INSTRUCTIONS FOR THE TASK: Beneath this sentence is a set of records; write each of them out exactly.

MATERIALS PROVIDED:
//! The CES equivalence predicate (§4.3).
//!
//! Ported from `MemeSHARK._compare_djangoobjects`, which walks a Django/
//! mongoengine document's declared field list and compares every field not
//! in an exclusion set. Here the document is already a `bson::Document`, so
//! the "declared field list" is simply the key union of the two documents.

use bson::{Bson, Document};

/// The identity/link fields the core always excludes from comparison: their
/// equality would be tautological (they're `commit_id`-scoped or the
/// document's own id) or would defeat deduplication entirely (`ce_parent_id`
/// is precisely the field the merge algorithm may need to change).
pub const EXCLUDED_FIELDS: &[&str] = &["id", "s_key", "commit_id", "ce_parent_id", "cg_ids"];

/// Whether two CES attribute documents represent the same entity-version.
///
/// For every key present on either side that isn't in `excluded`: if both
/// values are documents, recurse; otherwise compare by value, treating
/// `NaN == NaN` as equal for floating-point attributes (an attribute that's
/// `NaN` on one side and not `NaN`, or not a number at all, on the other
/// counts as a mismatch). A key missing from one document but present on
/// the other counts as inequality (`EquivalenceIndeterminate`-style
/// conservatism in spirit, though an outright type clash here is simply
/// "not equal" rather than a distinct error case).
pub fn equivalent(a: &Document, b: &Document, excluded: &[&str]) -> bool {
    documents_equivalent(a, b, excluded)
}

fn documents_equivalent(a: &Document, b: &Document, excluded: &[&str]) -> bool {
    let keys: std::collections::BTreeSet<&String> = a.keys().chain(b.keys()).collect();
    for key in keys {
        if excluded.iter().any(|excl| excl == key) {
            continue;
        }
        match (a.get(key), b.get(key)) {
            (Some(va), Some(vb)) => {
                if !bson_equivalent(va, vb) {
                    return false;
                }
            }
            // Present on one side only: treat as inequality (§4.3).
            _ => return false,
        }
    }
    true
}

fn bson_equivalent(a: &Bson, b: &Bson) -> bool {
    match (a, b) {
        (Bson::Double(x), Bson::Double(y)) => {
            if x.is_nan() && y.is_nan() {
                true
            } else {
                x == y
            }
        }
        (Bson::Document(da), Bson::Document(db)) => documents_equivalent(da, db, &[]),
        (Bson::Array(xa), Bson::Array(xb)) => {
            xa.len() == xb.len()
                && xa
                    .iter()
                    .zip(xb.iter())
                    .all(|(x, y)| bson_equivalent(x, y))
        }
        _ => a == b,
    }
}

#[cfg(test)]
mod tests {
    use super::*;

    fn doc(pairs: &[(&str, Bson)]) -> Document {
        let mut d = Document::new();
        for (k, v) in pairs {
            d.insert(*k, v.clone());
        }
        d
    }

    #[test]
    fn identical_documents_are_equivalent() {
        let a = doc(&[("name", Bson::String("Foo".into())), ("loc", Bson::Int32(10))]);
        let b = a.clone();
        assert!(equivalent(&a, &b, EXCLUDED_FIELDS));
    }

    #[test]
    fn excluded_fields_ignored() {
        let a = doc(&[
            ("name", Bson::String("Foo".into())),
            ("commit_id", Bson::String("c1".into())),
        ]);
        let b = doc(&[
            ("name", Bson::String("Foo".into())),
            ("commit_id", Bson::String("c2".into())),
        ]);
        assert!(equivalent(&a, &b, EXCLUDED_FIELDS));
    }

    #[test]
    fn changed_attribute_not_equivalent() {
        let a = doc(&[("loc", Bson::Int32(10))]);
        let b = doc(&[("loc", Bson::Int32(11))]);
        assert!(!equivalent(&a, &b, EXCLUDED_FIELDS));
    }

    #[test]
    fn nan_equals_nan() {
        let a = doc(&[("complexity", Bson::Double(f64::NAN))]);
        let b = doc(&[("complexity", Bson::Double(f64::NAN))]);
        assert!(equivalent(&a, &b, EXCLUDED_FIELDS));
    }

    #[test]
    fn missing_key_on_one_side_is_not_equivalent() {
        let a = doc(&[("name", Bson::String("Foo".into()))]);
        let b = Document::new();
        assert!(!equivalent(&a, &b, EXCLUDED_FIELDS));
    }

    #[test]
    fn nested_documents_compared_recursively() {
        let a = doc(&[(
            "metrics",
            Bson::Document(doc(&[("cc", Bson::Int32(3))])),
        )]);
        let b = doc(&[(
            "metrics",
            Bson::Document(doc(&[("cc", Bson::Int32(4))])),
        )]);
        assert!(!equivalent(&a, &b, EXCLUDED_FIELDS));
    }
}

ANSWER AREA:
//! The CES equivalence predicate (§4.3).
//!
//! Ported from `MemeSHARK._compare_djangoobjects`, which walks a Django/
//! mongoengine document's declared field list and compares every field not
//! in an exclusion set. Here the document is already a `bson::Document`, so
//! the "declared field list" is simply the key union of the two documents.

use bson::{Bson, Document};

/// The identity/link fields the core always excludes from comparison: their
/// equality would be tautological (they're `commit_id`-scoped or the
/// document's own id) or would defeat deduplication entirely (`ce_parent_id`
/// is precisely the field the merge algorithm may need to change).
pub const EXCLUDED_FIELDS: &[&str] = &["id", "s_key", "commit_id", "ce_parent_id", "cg_ids"];

/// Whether two CES attribute documents represent the same entity-version.
///
/// For every key present on either side that isn't in `excluded`: if both
/// values are documents, recurse; otherwise compare by value, treating
/// `NaN == NaN` as equal for floating-point attributes (an attribute that's
/// `NaN` on one side and not `NaN`, or not a number at all, on the other
/// counts as a mismatch). A key missing from one document but present on
/// the other counts as inequality (`EquivalenceIndeterminate`-style
/// conservatism in spirit, though an outright type clash here is simply
/// "not equal" rather than a distinct error case).
pub fn equivalent(a: &Document, b: &Document, excluded: &[&str]) -> bool {
    documents_equivalent(a, b, excluded)
}

fn documents_equivalent(a: &Document, b: &Document, excluded: &[&str]) -> bool {
    let keys: std::collections::BTreeSet<&String> = a.keys().chain(b.keys()).collect();
    for key in keys {
        if excluded.iter().any(|excl| excl == key) {
            continue;
        }
        match (a.get(key), b.get(key)) {
            (Some(va), Some(vb)) => {
                if !bson_equivalent(va, vb) {
                    return false;
                }
            }
            // Present on one side only: treat as inequality (§4.3).
            _ => return false,
        }
    }
    true
}

fn bson_equivalent(a: &Bson, b: &Bson) -> bool {
    match (a, b) {
        (Bson::Double(x), Bson::Double(y)) => {
            if x.is_nan() && y.is_nan() {
                true
            } else {
                x == y
            }
        }
        (Bson::Document(da), Bson::Document(db)) => documents_equivalent(da, db, &[]),
        (Bson::Array(xa), Bson::Array(xb)) => {
            xa.len() == xb.len()
                && xa
                    .iter()
                    .zip(xb.iter())
                    .all(|(x, y)| bson_equivalent(x, y))
        }
        _ => a == b,
    }
}

#[cfg(test)]
mod tests {
    use super::*;

    fn doc(pairs: &[(&str, Bson)]) -> Document {
        let mut d = Document::new();
        for (k, v) in pairs {
            d.insert(*k, v.clone());
        }
        d
    }

    #[test]
    fn identical_documents_are_equivalent() {
        let a = doc(&[("name", Bson::String("Foo".into())), ("loc", Bson::Int32(10))]);
        let b = a.clone();
        assert!(equivalent(&a, &b, EXCLUDED_FIELDS));
    }

    #[test]
    fn excluded_fields_ignored() {
        let a = doc(&[
            ("name", Bson::String("Foo".into())),
            ("commit_id", Bson::String("c1".into())),
        ]);
        let b = doc(&[
            ("name", Bson::String("Foo".into())),
            ("commit_id", Bson::String("c2".into())),
        ]);
        assert!(equivalent(&a, &b, EXCLUDED_FIELDS));
    }

    #[test]
    fn changed_attribute_not_equivalent() {
        let a = doc(&[("loc", Bson::Int32(10))]);
        let b = doc(&[("loc", Bson::Int32(11))]);
        assert!(!equivalent(&a, &b, EXCLUDED_FIELDS));
    }

    #[test]
    fn nan_equals_nan() {
        let a = doc(&[("complexity", Bson::Double(f64::NAN))]);
        let b = doc(&[("complexity", Bson::Double(f64::NAN))]);
        assert!(equivalent(&a, &b, EXCLUDED_FIELDS));
    }

    #[test]
    fn missing_key_on_one_side_is_not_equivalent() {
        let a = doc(&[("name", Bson::String("Foo".into()))]);
        let b = Document::new();
        assert!(!equivalent(&a, &b, EXCLUDED_FIELDS));
    }

    #[test]
    fn nested_documents_compared_recursively() {
        let a = doc(&[(
            "metrics",
            Bson::Document(doc(&[("cc", Bson::Int32(3))])),
        )]);
        let b = doc(&[(
            "metrics",
            Bson::Document(doc(&[("cc", Bson::Int32(4))])),
        )]);
        assert!(!equivalent(&a, &b, EXCLUDED_FIELDS));
    }
}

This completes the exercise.